*Excerpted records*:
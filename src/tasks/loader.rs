use std::fs::File;
use std::io::BufReader;
use std::path::Path;
use std::time::Duration;

use image::codecs::gif::GifDecoder;
use image::{AnimationDecoder, ImageFormat, RgbaImage};
use tracing::debug;

use crate::error::Error;
use crate::services::{DecodedImage, Frame, ImageService};

/// GIF frames that declare no delay are shown this long, as browsers do.
const DEFAULT_FRAME_DELAY: Duration = Duration::from_millis(100);

/// Synchronous decoder backed by the `image` crate.
#[derive(Debug, Default)]
pub struct ImageLoader;

impl ImageService for ImageLoader {
    fn decode(&mut self, path: &Path) -> Result<DecodedImage, Error> {
        let reader = image::ImageReader::open(path)
            .and_then(|r| r.with_guessed_format())
            .map_err(|e| Error::decode(path, e))?;
        if reader.format() == Some(ImageFormat::Gif) {
            return decode_gif(path);
        }
        let img = reader.decode().map_err(|e| Error::decode(path, e))?;
        let orientation = read_orientation(path).unwrap_or(1);
        let img = apply_orientation(img.to_rgba8(), orientation);
        let mut decoded = DecodedImage::still(img);
        decoded.orientation = orientation;
        debug!(path = %path.display(), width = decoded.width, height = decoded.height, orientation, "decoded");
        Ok(decoded)
    }
}

fn decode_gif(path: &Path) -> Result<DecodedImage, Error> {
    let file = File::open(path).map_err(|e| Error::decode(path, e))?;
    let decoder = GifDecoder::new(BufReader::new(file)).map_err(|e| Error::decode(path, e))?;
    let frames = decoder
        .into_frames()
        .collect_frames()
        .map_err(|e| Error::decode(path, e))?;
    let frames: Vec<Frame> = frames
        .into_iter()
        .map(|frame| {
            let (numer, denom) = frame.delay().numer_denom_ms();
            let ms = if denom == 0 { 0 } else { numer / denom };
            let delay = if ms == 0 {
                DEFAULT_FRAME_DELAY
            } else {
                Duration::from_millis(u64::from(ms))
            };
            Frame {
                image: frame.into_buffer(),
                delay,
            }
        })
        .collect();
    let Some(first) = frames.first() else {
        return Err(Error::decode(path, "gif has no frames"));
    };
    let (width, height) = first.image.dimensions();
    debug!(path = %path.display(), frames = frames.len(), "decoded animation");
    Ok(DecodedImage {
        width,
        height,
        frames,
        orientation: 1,
    })
}

fn read_orientation(path: &Path) -> Option<u16> {
    let file = File::open(path).ok()?;
    let mut buf = BufReader::new(file);
    let exif = exif::Reader::new().read_from_container(&mut buf).ok()?;
    let field = exif.get_field(exif::Tag::Orientation, exif::In::PRIMARY)?;
    let val = field.value.get_uint(0)?;
    u16::try_from(val).ok()
}

/// Rotate/flip `img` so it displays upright for EXIF `orientation`.
#[must_use]
pub fn apply_orientation(img: RgbaImage, orientation: u16) -> RgbaImage {
    use image::imageops::{flip_horizontal, flip_vertical, rotate90, rotate180, rotate270};
    match orientation {
        2 => flip_horizontal(&img),
        3 => rotate180(&img),
        4 => flip_vertical(&img),
        // transpose
        5 => flip_horizontal(&rotate90(&img)),
        6 => rotate90(&img),
        // transverse
        7 => flip_horizontal(&rotate270(&img)),
        8 => rotate270(&img),
        _ => img,
    }
}

#[cfg(test)]
mod tests {
    use super::*;
    use base64::Engine;
    use image::codecs::gif::GifEncoder;
    use image::{Delay, Rgba};

    // JPEG 2x1 with EXIF orientation 6 (rotate 90 CW), base64 encoded
    const ORIENT6_JPEG: &str = concat!(
        "/9j/4AAQSkZJRgABAQAAAQABAAD/4QAiRXhpZgAATU0AKgAAAAgAAQESAAMAAAABAAYAAAAAAAD/2wBDAAgGBgcGBQgHBwcJCQgKDBQNDAsLDBkSEw8UHRofHh0aHBwgJC4nICIsIxwcKDcpLDAxNDQ0Hyc5PTgyPC4zNDL/",
        "2wBDAQkJCQwLDBgNDRgyIRwhMjIyMjIyMjIyMjIyMjIyMjIyMjIyMjIyMjIyMjIyMjIyMjIyMjIyMjIyMjIyMjIyMjL/wAARCAABAAIDASIAAhEBAxEB/8QAHwAAAQUBAQEBAQEAAAAAAAAAAAECAwQFBgcICQoL/8QAtRAAAgEDAwIEAwUFBAQAAAF9AQIDAAQRBRIhMUEGE1FhByJxFDKBkaEII0KxwRVS0fAkM2JyggkKFhcYGRolJicoKSo0NTY3ODk6Q0RFRkdISUpTVFVWV1hZWmNkZWZnaGlqc3R1dnd4eXqDhIWGh4iJipKTlJWWl5iZmqKjpKWmp6ipqrKztLW2t7i5usLDxMXGx8jJytLT1NXW19jZ2uHi4+Tl5ufo6erx8vP09fb3+Pn6/8QAHwEAAwEBAQEBAQEBAQAAAAAAAAECAwQFBgcICQoL/8QAtREAAgECBAQDBAcFBAQAAQJ3AAECAxEEBSExBhJBUQdhcRMiMoEIFEKRobHBCSMzUvAVYnLRChYkNOEl8RcYGRomJygpKjU2Nzg5OkNERUZHSElKU1RVVldYWVpjZGVmZ2hpanN0dXZ3eHl6goOEhYaHiImKkpOUlZaXmJmaoqOkpaanqKmqsrO0tba3uLm6wsPExcbHyMnK0tPU1dbX2Nna4uPk5ebn6Onq8vP09fb3+Pn6/9oADAMBAAIRAxEAPwDi6KKK+ZP3E//Z"
    );

    #[test]
    fn applies_orientation_six() {
        let bytes = base64::engine::general_purpose::STANDARD
            .decode(ORIENT6_JPEG)
            .unwrap();
        let dir = tempfile::tempdir().unwrap();
        let path = dir.path().join("orient6.jpg");
        std::fs::write(&path, &bytes).unwrap();
        let img = ImageLoader.decode(&path).unwrap();
        assert_eq!((img.width, img.height), (1, 2));
        assert_eq!(img.orientation, 6);
        assert!(!img.is_animated());
    }

    #[test]
    fn decodes_gif_frames_with_delays() {
        let dir = tempfile::tempdir().unwrap();
        let path = dir.path().join("anim.gif");
        {
            let file = File::create(&path).unwrap();
            let mut encoder = GifEncoder::new(file);
            let frames = [Rgba([255, 0, 0, 255]), Rgba([0, 0, 255, 255])].map(|px| {
                image::Frame::from_parts(
                    RgbaImage::from_pixel(3, 2, px),
                    0,
                    0,
                    Delay::from_numer_denom_ms(50, 1),
                )
            });
            encoder.encode_frames(frames).unwrap();
        }
        let img = ImageLoader.decode(&path).unwrap();
        assert!(img.is_animated());
        assert_eq!(img.frames.len(), 2);
        assert_eq!((img.width, img.height), (3, 2));
        assert_eq!(img.frames[0].delay, Duration::from_millis(50));
    }

    #[test]
    fn garbage_is_a_decode_error() {
        let dir = tempfile::tempdir().unwrap();
        let path = dir.path().join("broken.png");
        std::fs::write(&path, b"definitely not a png").unwrap();
        let err = ImageLoader.decode(&path).unwrap_err();
        assert!(matches!(err, Error::Decode { .. }));
    }

    #[test]
    fn orientation_three_rotates_half_turn() {
        let mut img = RgbaImage::new(2, 1);
        img.put_pixel(0, 0, Rgba([1, 0, 0, 255]));
        let out = apply_orientation(img, 3);
        assert_eq!(out.get_pixel(1, 0)[0], 1);
    }
}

*Activity*: From the material above, copy each line that includes the word "BufReader".

*Response to this exercise*:
use std::io::BufReader;
    let decoder = GifDecoder::new(BufReader::new(file)).map_err(|e| Error::decode(path, e))?;
    let mut buf = BufReader::new(file);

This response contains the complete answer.